## Problem details
There is material below. Print exactly the lines starting at the line with "pub struct DaemonSignalHandler" and ending at the line with "for (kind, sig)", ends included, and no others.
═══ Input data
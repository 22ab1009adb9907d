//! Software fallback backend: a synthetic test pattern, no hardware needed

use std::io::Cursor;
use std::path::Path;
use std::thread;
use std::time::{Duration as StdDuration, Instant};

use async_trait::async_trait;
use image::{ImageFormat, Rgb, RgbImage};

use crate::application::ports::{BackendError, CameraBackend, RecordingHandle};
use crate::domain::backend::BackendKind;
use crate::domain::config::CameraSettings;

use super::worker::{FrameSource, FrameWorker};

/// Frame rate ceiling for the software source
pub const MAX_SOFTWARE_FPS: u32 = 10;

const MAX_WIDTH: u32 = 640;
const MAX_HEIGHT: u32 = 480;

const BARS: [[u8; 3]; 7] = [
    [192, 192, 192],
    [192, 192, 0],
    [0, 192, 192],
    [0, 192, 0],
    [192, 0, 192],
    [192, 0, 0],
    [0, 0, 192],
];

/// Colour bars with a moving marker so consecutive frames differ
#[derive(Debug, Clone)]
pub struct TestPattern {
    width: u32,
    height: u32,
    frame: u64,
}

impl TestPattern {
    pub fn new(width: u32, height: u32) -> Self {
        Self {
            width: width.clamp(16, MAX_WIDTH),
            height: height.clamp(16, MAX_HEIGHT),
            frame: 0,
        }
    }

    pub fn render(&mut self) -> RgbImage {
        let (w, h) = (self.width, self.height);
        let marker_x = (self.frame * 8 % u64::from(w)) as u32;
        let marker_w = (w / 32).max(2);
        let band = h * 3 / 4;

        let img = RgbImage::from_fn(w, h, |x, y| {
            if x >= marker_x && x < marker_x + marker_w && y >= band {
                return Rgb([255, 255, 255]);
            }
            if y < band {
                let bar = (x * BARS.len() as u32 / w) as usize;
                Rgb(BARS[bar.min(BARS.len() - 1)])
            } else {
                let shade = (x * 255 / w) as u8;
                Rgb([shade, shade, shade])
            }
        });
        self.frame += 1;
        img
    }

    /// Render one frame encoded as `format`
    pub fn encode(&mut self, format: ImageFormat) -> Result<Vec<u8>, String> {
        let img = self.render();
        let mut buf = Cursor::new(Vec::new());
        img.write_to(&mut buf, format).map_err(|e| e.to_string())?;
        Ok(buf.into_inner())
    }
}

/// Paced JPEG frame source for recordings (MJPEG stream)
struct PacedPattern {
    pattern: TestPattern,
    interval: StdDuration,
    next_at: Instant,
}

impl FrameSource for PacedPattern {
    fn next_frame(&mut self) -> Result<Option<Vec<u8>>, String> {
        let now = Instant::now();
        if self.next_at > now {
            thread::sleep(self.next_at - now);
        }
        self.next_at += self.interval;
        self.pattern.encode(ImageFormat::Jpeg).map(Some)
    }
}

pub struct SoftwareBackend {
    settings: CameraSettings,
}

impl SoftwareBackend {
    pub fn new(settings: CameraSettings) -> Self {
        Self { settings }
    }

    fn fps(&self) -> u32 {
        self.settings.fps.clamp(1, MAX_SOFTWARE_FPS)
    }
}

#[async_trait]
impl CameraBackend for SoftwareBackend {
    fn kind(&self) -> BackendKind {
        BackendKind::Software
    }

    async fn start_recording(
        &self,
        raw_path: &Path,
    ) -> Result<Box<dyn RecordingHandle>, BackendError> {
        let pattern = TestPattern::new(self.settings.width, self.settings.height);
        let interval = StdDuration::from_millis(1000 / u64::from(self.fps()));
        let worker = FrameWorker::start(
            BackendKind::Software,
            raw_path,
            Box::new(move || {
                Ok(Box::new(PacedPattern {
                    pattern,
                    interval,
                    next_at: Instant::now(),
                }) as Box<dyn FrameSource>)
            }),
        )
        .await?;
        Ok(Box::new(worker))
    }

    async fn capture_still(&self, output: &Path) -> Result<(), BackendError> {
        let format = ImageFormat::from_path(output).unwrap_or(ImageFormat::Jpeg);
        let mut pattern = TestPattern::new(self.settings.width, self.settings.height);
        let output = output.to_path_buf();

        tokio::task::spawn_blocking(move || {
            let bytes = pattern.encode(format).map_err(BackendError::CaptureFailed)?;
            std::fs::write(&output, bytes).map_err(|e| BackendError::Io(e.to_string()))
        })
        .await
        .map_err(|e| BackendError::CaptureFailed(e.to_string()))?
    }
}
══════
═══ Input data
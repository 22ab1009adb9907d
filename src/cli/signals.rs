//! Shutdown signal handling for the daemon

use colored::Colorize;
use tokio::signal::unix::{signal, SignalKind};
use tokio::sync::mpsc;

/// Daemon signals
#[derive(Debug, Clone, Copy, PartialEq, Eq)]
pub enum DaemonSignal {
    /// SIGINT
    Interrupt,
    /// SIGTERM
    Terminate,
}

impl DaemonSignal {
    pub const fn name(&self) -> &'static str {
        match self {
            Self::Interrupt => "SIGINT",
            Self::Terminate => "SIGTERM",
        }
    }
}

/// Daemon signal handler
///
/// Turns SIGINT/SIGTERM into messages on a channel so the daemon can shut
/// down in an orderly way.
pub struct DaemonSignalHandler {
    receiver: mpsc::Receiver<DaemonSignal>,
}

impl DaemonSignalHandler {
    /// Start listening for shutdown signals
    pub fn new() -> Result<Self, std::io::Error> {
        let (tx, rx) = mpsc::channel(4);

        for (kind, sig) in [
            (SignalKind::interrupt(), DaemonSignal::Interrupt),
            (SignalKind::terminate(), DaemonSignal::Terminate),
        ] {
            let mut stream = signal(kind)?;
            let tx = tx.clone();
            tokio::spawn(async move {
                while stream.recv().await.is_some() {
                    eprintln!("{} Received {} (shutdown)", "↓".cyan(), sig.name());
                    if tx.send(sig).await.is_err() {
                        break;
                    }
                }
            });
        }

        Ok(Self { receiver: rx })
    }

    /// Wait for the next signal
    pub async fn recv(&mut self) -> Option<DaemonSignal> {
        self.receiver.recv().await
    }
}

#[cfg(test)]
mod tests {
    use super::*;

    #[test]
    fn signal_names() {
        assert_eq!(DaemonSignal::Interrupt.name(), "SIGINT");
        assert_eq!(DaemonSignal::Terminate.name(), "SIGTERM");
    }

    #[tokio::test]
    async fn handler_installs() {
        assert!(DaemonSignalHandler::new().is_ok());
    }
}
══════
## Solution
pub struct DaemonSignalHandler {
    receiver: mpsc::Receiver<DaemonSignal>,
}

impl DaemonSignalHandler {
    /// Start listening for shutdown signals
    pub fn new() -> Result<Self, std::io::Error> {
        let (tx, rx) = mpsc::channel(4);

        for (kind, sig) in [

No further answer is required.